Today I'm trying 1/2 pill every 4 1/2 hours...
That should still be 3 pills today, but I'm minimizing the doses...
At the beginning of next week, I hope to be down to 2 pills/day!
This is NOT EASY at all!
But like I've said 20 times, I WILL CONQUER THIS!
I AM VERY DETERMINED!
I WILL NOT FAIL!
Man, this anxiety is killing me and my doctor didn't want to put me on valium or any anti-anxiety, even for a couple weeks...
I can't say that I blame him, but I NEED HELP getting through this!
The tapering is really killing the physical wds pretty well. I don't feel 100% right, but I'm not bad. My legs are a little restless. But again, not horribly!
But again, I feel like this anxiety is eating a whole in my stomach!
What can I take naturally or over the counter that helps?
And, does it really help?
Also, I went out and ran 2 miles yesterday...AMAZING!
It felt soooo good!
I was, and still am, sore, but nothing bad.
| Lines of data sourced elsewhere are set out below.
use std::sync::Arc;
use ash::vk;
use color_eyre::eyre::eyre;
use color_eyre::Result;
use crate::renderer::core::queue::Queue;
use crate::renderer::deletion_queue::DeletionQueue;

/// Resources owned by one ring slot. A slot is reused every `len()` frames, and nothing in
/// it may be touched until the GPU has signaled `render_fence` for its previous use.
pub struct FrameSlot {
    pub command_pool: vk::CommandPool,
    pub command_buffer: vk::CommandBuffer,

    // Signaled by the presentation engine once the acquired image can be written.
    pub image_acquired: vk::Semaphore,

    // Signaled when this slot's commands have finished, waited on by present.
    pub render_finished: vk::Semaphore,

    // Signaled when all of this slot's submitted work has finished execution.
    pub render_fence: vk::Fence,

    /// Resources whose last use was recorded in this slot's command buffer
    pub deletion_queue: DeletionQueue,
}

impl FrameSlot {
    fn new(
        device: &Arc<ash::Device>,
        queue: &Queue,
        index: usize,
        deletion_queue: &mut DeletionQueue,
    ) -> Result<Self> {
        let command_pool_info = vk::CommandPoolCreateInfo::default()
            .queue_family_index(queue.family.index)
            .flags(vk::CommandPoolCreateFlags::RESET_COMMAND_BUFFER);
        let command_pool = unsafe {
            device.create_command_pool(&command_pool_info, None)?
        };
        {
            let device = device.clone();
            deletion_queue.push_back(
                move || unsafe { device.destroy_command_pool(command_pool, None) },
                format!("frame {} command pool", index),
            );
        }

        let command_buffer_info = vk::CommandBufferAllocateInfo::default()
            .command_pool(command_pool)
            .command_buffer_count(1)
            .level(vk::CommandBufferLevel::PRIMARY);
        let command_buffer = unsafe {
            device.allocate_command_buffers(&command_buffer_info)?[0]
        };

        let image_acquired = create_semaphore(device, deletion_queue, format!("frame {} image-acquired semaphore", index))?;
        let render_finished = create_semaphore(device, deletion_queue, format!("frame {} render-finished semaphore", index))?;

        // Starts signaled so the first wait on a fresh slot returns immediately
        let render_fence = unsafe {
            device.create_fence(
                &vk::FenceCreateInfo::default().flags(vk::FenceCreateFlags::SIGNALED),
                None,
            )?
        };
        {
            let device = device.clone();
            deletion_queue.push_back(
                move || unsafe { device.destroy_fence(render_fence, None) },
                format!("frame {} fence", index),
            );
        }

        Ok(Self {
            command_pool,
            command_buffer,
            image_acquired,
            render_finished,
            render_fence,
            deletion_queue: DeletionQueue::new(),
        })
    }
}

fn create_semaphore(
    device: &Arc<ash::Device>,
    deletion_queue: &mut DeletionQueue,
    label: String,
) -> Result<vk::Semaphore> {
    let semaphore = unsafe {
        device.create_semaphore(&vk::SemaphoreCreateInfo::default(), None)?
    };
    let device = device.clone();
    deletion_queue.push_back(
        move || unsafe { device.destroy_semaphore(semaphore, None) },
        label,
    );
    Ok(semaphore)
}

/// Fixed set of slots frames are recorded into, `frame_number % len()` picks the slot
pub struct FrameRing {
    slots: Vec<FrameSlot>,
}

impl FrameRing {
    pub fn new(
        device: &Arc<ash::Device>,
        queue: &Queue,
        size: usize,
        deletion_queue: &mut DeletionQueue,
    ) -> Result<Self> {
        if size == 0 {
            return Err(eyre!("Frame ring needs at least one slot"));
        }

        let slots = (0..size)
            .map(|index| FrameSlot::new(device, queue, index, deletion_queue))
            .collect::<Result<Vec<_>>>()?;
        log::info!("Frame ring created with {} frames in flight", size);

        Ok(Self { slots })
    }

    pub fn len(&self) -> usize {
        self.slots.len()
    }

    pub fn is_empty(&self) -> bool {
        self.slots.is_empty()
    }

    pub fn slot(&self, index: usize) -> &FrameSlot {
        &self.slots[index % self.slots.len()]
    }

    pub fn slot_mut(&mut self, index: usize) -> &mut FrameSlot {
        let len = self.slots.len();
        &mut self.slots[index % len]
    }

    /// Releases every resource deferred to any slot. Only valid once the device is idle.
    pub fn flush_all(&mut self) {
        for slot in &mut self.slots {
            slot.deletion_queue.flush();
        }
    }
}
I was always in decent shape, but the pills have made me very lazy and unmotivated the past 2 or 3 years...
I wanted to stop a few times, but said **** IT, and pushed on!
It was a huge victory for me!
And, I honestly can say I felt great for a couple hours afterward.
But again, back to the anxiety. What can help that?
Any specific suggestions from anyone's experience?
Hi, Benhawk...I just found this board and wanted to ask you a how you are and if you succeeded! I hope you did..Your story was great and very brave. I had some questions I wanted to ask you. If you could post again when you have time I would really appreciate it.